Перед отъездом боевиков он всех их жарко расцеловал... Сам в Петербург, естественно, ехать не собирался.
...Плеве был убит солнечным утром 28 июля на Измайловском проспекте. Бомба, брошенная Сазоновым, пробила стекло дверцы кареты министра и взорвалась внутри.
Другим бомбистам вступать в дело не понадобилось, и они скрылись, оставив у обломков кареты тяжело раненного, потерявшего сознание Сазонова.
Азефа эта весть застала в Варшаве, куда он сразу же вместе с Ивановской из Вильно перебирался после выступления в поход отряда Савинкова. При расставании договорились — собраться после «дела» в Варшаве. Первые телеграммы, появившиеся в газетах, сообщали, что в Петербурге совершено покушение на Плеве. Затем в новых выпусках аршинные заголовки: «Замордовано Плевего» («Убийство Плеве»).
Не предупредив Ивановскую, Азеф кинулся на вокзал и первым же курьерским поездом помчался в Вену, чтобы дать оттуда телеграмму Ратаеву — документально подтвердить, что узнал о гибели Плеве, будучи за границей Российской империи: об алиби он заботился всегда в самую первую очередь. А теперь алиби было нужно ему как никогда. Взрыв бомбы Сазонова потряс весь Департамент снизу доверху. Ратаев был немедленно вызван из Парижа для объяснений, а до отъезда, в свою очередь, постарался получить объяснения от Азефа. К Лопухину он явился готовым защищаться и защищать инженера Раскина.
— Азеф свою неосведомленность объясняет тем, — говорил Ратаев директору Департамента в конфиденциальной беседе, — что Департамент полиции недостаточно осторожно относился к сообщаемым им сведениям, слишком часто пользовался ими для предупреждения различных замыслов социалистов-революционеров. В результате своих обусловленных таким образом неудач они стали проявлять исключительную осторожность, пресекшую для Азефа источник осведомленности как раз в самое тревожное время.

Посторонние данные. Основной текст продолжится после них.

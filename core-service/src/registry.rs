//! Provider registry
//!
//! Maps a connection's provider kind onto a concrete connector. Provider
//! kinds without an adapter fail with `ApiError::UnsupportedProvider`, which
//! the orchestrator reports as "not implemented".

use async_trait::async_trait;
use bridge_traits::http::{HttpClient, RetryPolicy};
use bridge_traits::time::Clock;
use core_connector::{
    ApiError, Connector, ConnectorFactory, CredentialResolver, PlaintextCredentialResolver,
    Result, DEFAULT_MAX_PAGES,
};
use core_directory::{ApiConnectionConfig, ProviderKind};
use core_runtime::CoreConfig;
use provider_msgraph::MsGraphConnector;
use provider_okta::OktaConnector;
use std::sync::Arc;
use tracing::debug;

pub struct ProviderRegistry {
    http: Arc<dyn HttpClient>,
    credentials: Arc<dyn CredentialResolver>,
    policy: RetryPolicy,
    clock: Arc<dyn Clock>,
    max_pages: usize,
}

impl ProviderRegistry {
    pub fn new(http: Arc<dyn HttpClient>, policy: RetryPolicy, clock: Arc<dyn Clock>) -> Self {
        Self {
            http,
            credentials: Arc::new(PlaintextCredentialResolver),
            policy,
            clock,
            max_pages: DEFAULT_MAX_PAGES,
        }
    }

    pub fn from_config(config: &CoreConfig) -> Self {
        Self::new(
            Arc::clone(&config.http_client),
            config.retry_policy.clone(),
            Arc::clone(&config.clock),
        )
        .with_max_pages(config.max_pages)
    }

    pub fn with_max_pages(mut self, max_pages: usize) -> Self {
        self.max_pages = max_pages;
        self
    }

    /// Replace the plaintext resolver, e.g. with one that decrypts at rest.
    pub fn with_credential_resolver(mut self, resolver: Arc<dyn CredentialResolver>) -> Self {
        self.credentials = resolver;
        self
    }

    /// Whether a connector exists for `provider`.
    pub fn supports(provider: ProviderKind) -> bool {
        matches!(
            provider,
            ProviderKind::Okta | ProviderKind::AzureAd | ProviderKind::Intune
        )
    }
}

#[async_trait]
impl ConnectorFactory for ProviderRegistry {
    async fn create(&self, connection: &ApiConnectionConfig) -> Result<Arc<dyn Connector>> {
        debug!(
            connection_id = %connection.id,
            provider = connection.provider.as_str(),
            "Resolving connector"
        );

        match connection.provider {
            ProviderKind::Okta => {
                let credentials = self.credentials.resolve(connection).await?;
                let connector = OktaConnector::from_connection(
                    connection,
                    &credentials,
                    Arc::clone(&self.http),
                    self.policy.clone(),
                )?
                .with_max_pages(self.max_pages);
                Ok(Arc::new(connector))
            }
            ProviderKind::AzureAd | ProviderKind::Intune => {
                let credentials = self.credentials.resolve(connection).await?;
                let connector = MsGraphConnector::from_connection(
                    connection,
                    &credentials,
                    Arc::clone(&self.http),
                    self.policy.clone(),
                    Arc::clone(&self.clock),
                )?
                .with_max_pages(self.max_pages);
                Ok(Arc::new(connector))
            }
            ProviderKind::CrowdStrike
            | ProviderKind::Workday
            | ProviderKind::BambooHr
            | ProviderKind::Jamf
            | ProviderKind::Custom => Err(ApiError::UnsupportedProvider(
                connection.provider.as_str().to_string(),
            )),
        }
    }
}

Напомнил Ратаев, конечно, и о жалобах Азефа на «неосторожные» аресты, проводившиеся полицией в «непосредственной близости» от Азефа, например, в деле с группой Клитчоглу, о том, что Департамент неоднократно не берег, а «подставлял» своего ценнейшего секретного сотрудника, из чего напрашивался вывод — в среде социалистов-революционеров могло появиться и определенное недоверие.
Разговор был долгий, Ратаев твердо стоял на своем, перелагая косвенную вину за случившееся с себя самого и своей заграничной агентуры на Департамент. Лопухину же, похоже, ничего не оставалось, как попытаться отнестись к случившемуся по-философски.
Впоследствии он объяснялся следующим образом:
«Время было такое, что не надо было никаких тайных агентов, чтобы понять, что раз существует группа, проповедующая политический террор, Плеве должен (был) стать первой жертвой».
Конечно, Департамент был в моральном шоке: если даже Азеф не знал о готовящемся покушении, то на кого оставалось теперь надеяться? Но особых неприятностей сверху не последовало.
Зато для Азефа наступил наконец долгожданный триумф. Именно в те дни родилась о нем легенда, как о бесстрашном и решительном борце против самодержавия, которому убийством Плеве он нанес самый решительный удар за последние десятилетия. Его ставили выше Желябова, организовавшего 1 марта 1881 года убийство Александра II. Даже Брешко-Брешковская, «бабушка русской революции», недолюбливавшая Азефа (потому, что не могла разобраться, что он на самом деле за человек, и относившаяся к нему с инстинктивным недоверием), приветствовала героического Ивана Николаевича, человека железной воли, неисчерпаемой инициативы, исключительно смелого организатора-руководителя (это лишь немногие из восторженных слов, произносившихся тогда в адрес Евно Фишелевича) низким поясным (по-русски) поклоном.
Даже почитатели отбывающего каторгу Гершуни изменили своему идеалу, отмечая, что у Ивана Николаевича оказался «исключительно точный, математический ум». Даже Гоц делал сравнения в пользу Азефа.
— Прежде у нас был романтик Гершуни, — говорил он, — теперь у нас реалист Азеф. Он не любит говорить, он еле-еле бормочет, но уж он проведет свой план с железной энергией, и ничто его не остановит.